Pedagogía - Formación

MÚSICA

Escucho música. Piano. Me hace evadir la mente. Me eleva a otros lugares. Las teclas son golpeadas por el pianista y sin casi darme cuenta cierro los ojos y mi cabeza se deja llevar por un balanceo suave, dulce… al ritmo de la melodía.

Así. Con los ojos cerrados. Escuchando. Me recuerdo sentada frente a mi piano. Relajada casi flotando. Dejándome llevar por el impulso de tocar. Pianissimo… fortísimo… siempre con ímpetu. ¿¡Cuántas horas he pasado sentada frente a ese Kawai negro brillante!?

Que maravillosa sensación es la de sentarte y dejar que tus dedos recorran el piano. Es como cuando te zambulles en la piscina y te dejas llevar. Yo, él y la música.

Estudiar piano me ha aportado la constancia, la perseverancia y también la sensibilidad, entre otras muchas cosas; como buenos amigos y viajes inolvidables .

Quizás todas las personas que tocamos un instrumento durante tantos años, cuando nos “alejamos”  de él, sea por lo que sea, nos quedamos un poco vacíos.

Al principio puedes sentir cierta liberación, pero… hay una voz interior que siempre te lleva a ese balanceo, a ese “un, dos, tres”, a ese calderón infinito que nos acompañará por siempre en la mente recordándonos cientos y cientos de compases, de puntillos, trinos, tresillos, ligaduras y mordentes.

¡Qué agradecida estoy a la música! Me “ha quitado” de hacer otras cosas, pero reflexionando creo que me ha dado mucho más. Hoy no sería quien soy si no hubiese estudiado música.

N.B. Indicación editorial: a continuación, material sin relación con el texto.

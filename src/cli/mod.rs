//! Command-line interface.

mod config;
mod doctor;
mod pending;
mod serve;
mod sites;

use std::path::PathBuf;

use clap::{Parser, Subcommand};

pub use self::doctor::run_doctor_command;
pub use self::serve::run_serve;

use crate::config::Config;
use crate::error::ConfigError;

#[derive(Parser, Debug)]
#[command(
    name = "walletgate",
    version,
    about = "Approval broker between websites and a non-custodial wallet"
)]
pub struct Cli {
    /// TOML config file (default: ~/.walletgate/config.toml)
    #[arg(long, global = true, env = "WALLETGATE_CONFIG")]
    pub config: Option<PathBuf>,

    #[command(subcommand)]
    pub command: Option<Command>,
}

#[derive(Subcommand, Debug)]
pub enum Command {
    /// Run the gateway and broker (default)
    Serve,

    /// Inspect or revoke connected sites
    #[command(subcommand)]
    Sites(SitesCommand),

    /// Inspect or clear pending approval slots
    #[command(subcommand)]
    Pending(PendingCommand),

    /// Probe configuration, store and gateway
    Doctor {
        /// Exit non-zero when any check fails
        #[arg(long)]
        strict: bool,
    },

    /// Manage the TOML config file
    #[command(subcommand)]
    Config(ConfigCommand),
}

#[derive(Subcommand, Debug)]
pub enum SitesCommand {
    /// List trusted origins
    List {
        /// Print JSON instead of a table
        #[arg(long)]
        json: bool,
    },
    /// Forget a trusted origin
    Revoke {
        /// Origin, e.g. https://app.example.com
        origin: String,
    },
}

#[derive(Subcommand, Debug)]
pub enum PendingCommand {
    /// Show occupied slots
    List {
        #[arg(long)]
        json: bool,
    },
    /// Empty a slot regardless of its state
    Clear {
        /// connection, transaction or signature
        kind: String,
    },
}

#[derive(Subcommand, Debug)]
pub enum ConfigCommand {
    /// Write a config file with the current settings
    Init {
        /// Overwrite an existing file
        #[arg(long)]
        force: bool,
    },
    /// Print every setting as `path = value`
    List,
}

/// Dispatch a parsed command. `config` is the already-resolved runtime
/// config; commands that can run without one (doctor, config) tolerate
/// its failure.
pub async fn run(cli: Cli, config: Result<Config, ConfigError>) -> anyhow::Result<()> {
    match cli.command.unwrap_or(Command::Serve) {
        Command::Serve => run_serve(config?).await,
        Command::Sites(cmd) => sites::run_sites_command(cmd, &config?).await,
        Command::Pending(cmd) => pending::run_pending_command(cmd, &config?).await,
        Command::Doctor { strict } => run_doctor_command(config, strict).await,
        Command::Config(cmd) => self::config::run_config_command(cmd, cli.config.as_deref()),
    }
}
#[cfg(test)]
mod tests {
    use std::sync::atomic::{AtomicUsize, Ordering};
    use std::time::Duration;

    use async_trait::async_trait;
    use pretty_assertions::assert_eq;
    use rust_decimal::Decimal;

    use crate::broker::{
        AccountError, DevAccountManager, HeadlessWindowHost, TransactionPayload,
    };
    use crate::db::Database;
    use crate::db::libsql::LibSqlBackend;
    use crate::db::libsql::test_support::temp_backend;

    use super::*;

    /// Account manager that fails every privileged call and counts attempts.
    #[derive(Default)]
    struct BrokenAccounts {
        calls: AtomicUsize,
    }

    #[async_trait]
    impl AccountManager for BrokenAccounts {
        async fn active_address(&self) -> Result<String, AccountError> {
            self.calls.fetch_add(1, Ordering::SeqCst);
            Err(AccountError::Locked)
        }

        async fn submit_transaction(&self, _payload: &TransactionPayload) -> Result<String, AccountError> {
            self.calls.fetch_add(1, Ordering::SeqCst);
            Err(AccountError::Failed("nonce too low".to_string()))
        }

        async fn sign_message(&self, _message: &str) -> Result<String, AccountError> {
            self.calls.fetch_add(1, Ordering::SeqCst);
            Err(AccountError::Locked)
        }
    }

    /// Hands out an address, but only after the request has already
    /// expired underneath the controller.
    struct ExpiringAccounts {
        pending: Arc<PendingRequestStore>,
    }

    #[async_trait]
    impl AccountManager for ExpiringAccounts {
        async fn active_address(&self) -> Result<String, AccountError> {
            self.pending
                .resolve(RequestKind::Connection, RequestOutcome::Expired)
                .await
                .unwrap();
            Ok("addr1".to_string())
        }

        async fn submit_transaction(&self, _payload: &TransactionPayload) -> Result<String, AccountError> {
            Err(AccountError::Locked)
        }

        async fn sign_message(&self, _message: &str) -> Result<String, AccountError> {
            Err(AccountError::Locked)
        }
    }

    struct Fixture {
        _dir: tempfile::TempDir,
        backend: LibSqlBackend,
        pending: Arc<PendingRequestStore>,
        registry: Arc<SiteTrustRegistry>,
        windows: Arc<ApprovalWindowOrchestrator>,
        host: Arc<HeadlessWindowHost>,
    }

    async fn fixture() -> Fixture {
        let (dir, backend) = temp_backend().await;
        let store: Arc<dyn Database> = Arc::new(backend.clone());
        let host = Arc::new(HeadlessWindowHost::new());
        Fixture {
            _dir: dir,
            backend,
            pending: Arc::new(PendingRequestStore::new(
                store.clone(),
                Duration::from_secs(60),
                Duration::from_secs(5),
            )),
            registry: Arc::new(SiteTrustRegistry::new(store.clone())),
            windows: Arc::new(ApprovalWindowOrchestrator::new(
                store,
                host.clone(),
                "http://localhost:7420",
                400,
                600,
            )),
            host,
        }
    }

    impl Fixture {
        fn controller(&self, accounts: Arc<dyn AccountManager>) -> ApprovalController {
            ApprovalController::new(
                self.pending.clone(),
                self.registry.clone(),
                self.windows.clone(),
                accounts,
            )
        }

        async fn open(&self, payload: RequestPayload) -> PendingRequest {
            let request = PendingRequest::new(Origin::parse("https://a.example").unwrap(), 5, payload);
            self.pending.open(&request).await.unwrap();
            self.windows.open(request.kind, &request).await.unwrap();
            request
        }
    }

    fn dev_accounts() -> Arc<dyn AccountManager> {
        Arc::new(DevAccountManager::new("addr1", Decimal::new(100, 0)))
    }

    #[tokio::test]
    async fn load_without_request_shows_terminal_state() {
        let f = fixture().await;
        let controller = f.controller(dev_accounts());
        assert_eq!(
            controller.load(RequestKind::Transaction).await.unwrap(),
            ApprovalScreen::NoPendingRequest
        );
    }

    #[tokio::test]
    async fn load_renders_transaction_details() {
        let f = fixture().await;
        f.open(RequestPayload::Transaction(TransactionPayload {
            to: "addr2".to_string(),
            amount: Decimal::new(5, 0),
            token_ref: None,
        }))
        .await;

        let ApprovalScreen::Pending(view) = f.controller(dev_accounts()).load(RequestKind::Transaction).await.unwrap()
        else {
            panic!("expected a pending request");
        };
        assert_eq!(view.title, "a.example wants to send 5 native");
        assert!(view.details.contains(&ViewField::new("Site", "https://a.example")));
        assert!(view.details.contains(&ViewField::new("To", "addr2")));
    }

    #[tokio::test]
    async fn load_for_window_ignores_stale_surfaces() {
        let f = fixture().await;
        let first = f.open(RequestPayload::Connection).await;
        let stale_window = f.host.opened()[0].window_id;
        f.pending
            .resolve(RequestKind::Connection, RequestOutcome::Expired)
            .await
            .unwrap();
        f.pending
            .take_outcome(RequestKind::Connection, first.request_id)
            .await
            .unwrap();

        let second = f.open(RequestPayload::Connection).await;
        let current_window = f.host.opened()[1].window_id;
        let controller = f.controller(dev_accounts());

        assert_eq!(
            controller
                .load_for_window(RequestKind::Connection, stale_window)
                .await
                .unwrap(),
            ApprovalScreen::NoPendingRequest
        );
        let ApprovalScreen::Pending(view) = controller
            .load_for_window(RequestKind::Connection, current_window)
            .await
            .unwrap()
        else {
            panic!("expected the current surface to see its request");
        };
        assert_eq!(view.request_id, second.request_id);
        assert_eq!(
            controller
                .load_for_window(RequestKind::Connection, WindowId::new())
                .await
                .unwrap(),
            ApprovalScreen::NoPendingRequest
        );
    }

    #[tokio::test]
    async fn approving_connection_trusts_the_site() {
        let f = fixture().await;
        let request = f.open(RequestPayload::Connection).await;
        let window_id = f.host.opened()[0].window_id;

        let decided = f
            .controller(dev_accounts())
            .decide(RequestKind::Connection, request.request_id, Decision::Approve)
            .await
            .unwrap();

        assert_eq!(
            decided,
            DecisionOutcome::Recorded {
                outcome: RequestOutcome::approved(ApprovalResult::Accounts {
                    addresses: vec!["addr1".to_string()]
                })
            }
        );
        let entry = f.registry.lookup(&request.origin).await.unwrap().unwrap();
        assert_eq!(entry.account_address, "addr1");
        assert!(!f.host.is_live(window_id));
    }

    #[tokio::test]
    async fn connection_settled_mid_action_leaves_site_untrusted() {
        let f = fixture().await;
        let request = f.open(RequestPayload::Connection).await;
        let accounts = Arc::new(ExpiringAccounts {
            pending: f.pending.clone(),
        });

        let decided = f
            .controller(accounts)
            .decide(RequestKind::Connection, request.request_id, Decision::Approve)
            .await
            .unwrap();

        assert_eq!(
            decided,
            DecisionOutcome::AlreadySettled {
                outcome: RequestOutcome::Expired
            }
        );
        assert!(f.registry.lookup(&request.origin).await.unwrap().is_none());
    }

    #[tokio::test]
    async fn trust_write_failure_keeps_approval_and_hides_store_detail() {
        let f = fixture().await;
        let request = f.open(RequestPayload::Connection).await;
        let conn = f.backend.connect().await.unwrap();
        conn.execute("DROP TABLE site_trust", ()).await.unwrap();

        let decided = f
            .controller(dev_accounts())
            .decide(RequestKind::Connection, request.request_id, Decision::Approve)
            .await
            .unwrap();

        let approved = RequestOutcome::approved(ApprovalResult::Accounts {
            addresses: vec!["addr1".to_string()],
        });
        assert_eq!(
            decided,
            DecisionOutcome::Recorded {
                outcome: approved.clone()
            }
        );
        let stored = f.pending.peek(RequestKind::Connection).await.unwrap().unwrap();
        assert_eq!(stored.outcome, Some(approved));
    }

    #[tokio::test]
    async fn reject_uses_default_reason() {
        let f = fixture().await;
        let request = f
            .open(RequestPayload::Signature {
                message: "gm".to_string(),
            })
            .await;

        let decided = f
            .controller(dev_accounts())
            .decide(
                RequestKind::Signature,
                request.request_id,
                Decision::Reject { reason: None },
            )
            .await
            .unwrap();
        assert_eq!(
            decided,
            DecisionOutcome::Recorded {
                outcome: RequestOutcome::rejected_by_user(DEFAULT_REJECT_REASON)
            }
        );
    }

    #[tokio::test]
    async fn failed_action_is_written_as_rejection() {
        let f = fixture().await;
        let request = f
            .open(RequestPayload::Transaction(TransactionPayload {
                to: "addr2".to_string(),
                amount: Decimal::new(5, 0),
                token_ref: None,
            }))
            .await;

        let decided = f
            .controller(Arc::new(BrokenAccounts::default()))
            .decide(RequestKind::Transaction, request.request_id, Decision::Approve)
            .await
            .unwrap();

        let DecisionOutcome::Recorded { outcome } = decided else {
            panic!("expected the failure to be recorded");
        };
        assert_eq!(outcome.label(), "action_failed");
        let RequestOutcome::Rejected { reason, .. } = &outcome else {
            panic!("expected a rejection");
        };
        assert_eq!(reason, &AccountError::Failed("nonce too low".to_string()).to_string());
        let stored = f.pending.peek(RequestKind::Transaction).await.unwrap().unwrap();
        assert_eq!(stored.outcome, Some(outcome));
    }

    #[tokio::test]
    async fn stale_decision_performs_no_action() {
        let f = fixture().await;
        let request = f.open(RequestPayload::Connection).await;
        f.pending
            .resolve(RequestKind::Connection, RequestOutcome::Expired)
            .await
            .unwrap();

        let accounts = Arc::new(BrokenAccounts::default());
        let controller = f.controller(accounts.clone());

        let decided = controller
            .decide(RequestKind::Connection, request.request_id, Decision::Approve)
            .await
            .unwrap();
        assert_eq!(
            decided,
            DecisionOutcome::AlreadySettled {
                outcome: RequestOutcome::Expired
            }
        );

        let decided = controller
            .decide(RequestKind::Connection, Uuid::new_v4(), Decision::Approve)
            .await
            .unwrap();
        assert_eq!(decided, DecisionOutcome::NoPendingRequest);
        assert_eq!(accounts.calls.load(Ordering::SeqCst), 0);
    }
}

La música es vida. Es alegría. Es pasión. Es llanto. Son lágrimas. La música eriza. Respiga. Resuena en el corazón y en el alma. Te hace respirar profundo hasta que no cabe una gota más de aire en tus pulmones. Te invita a mover el pie derecho a su ritmo. A veces te lleva a ser el “mejor batería” del mundo con tus bolis Bic sobre la mesa. Otras veces te acurruca en el sofá con tu cojín y manta, envolviéndote en recuerdos del pasado.

Te recuerda a personas, a lugares, a momentos… incluso a veces te lleva al olor de amapolas rojas que se mecen por una tímida corriente bajo un sol abrasador de verano leonés.

La música también sabe a fiesta. Quizás a una de esas de verano, o como decimos por aquí “de prao”. De esas en las que llevas “carapijos” en tus pies, vaqueros y una chaqueta de punto amarrada al bolso de cruzar. De esas donde entre copa y copa, o “culete y culete”, las vergüenzas se pierden y se baila al ritmo de cumbia, rock &roll, Los stukas, Los berrones o Paquito el chocolatero de King África.

Cuando te sientes solo, acompaña. Cuando te sientes triste, desahoga. Cuanto te sientes alegre, te divierte. Cuando te sientes afligido, libera. Cuando te sientes estresado, relaja.

Y este año, el Conservatorio del Valle del Nalón, “mi conser”, está de aniversario para celebrar 35 años de música. 35 formando a músicos, educando a jóvenes, creando instrumentos,ofreciendo conciertos… trayendo música al Valle del Nalón. Música que, sea como sea, siempre despierta una sensación en cualquier persona que la disfruta.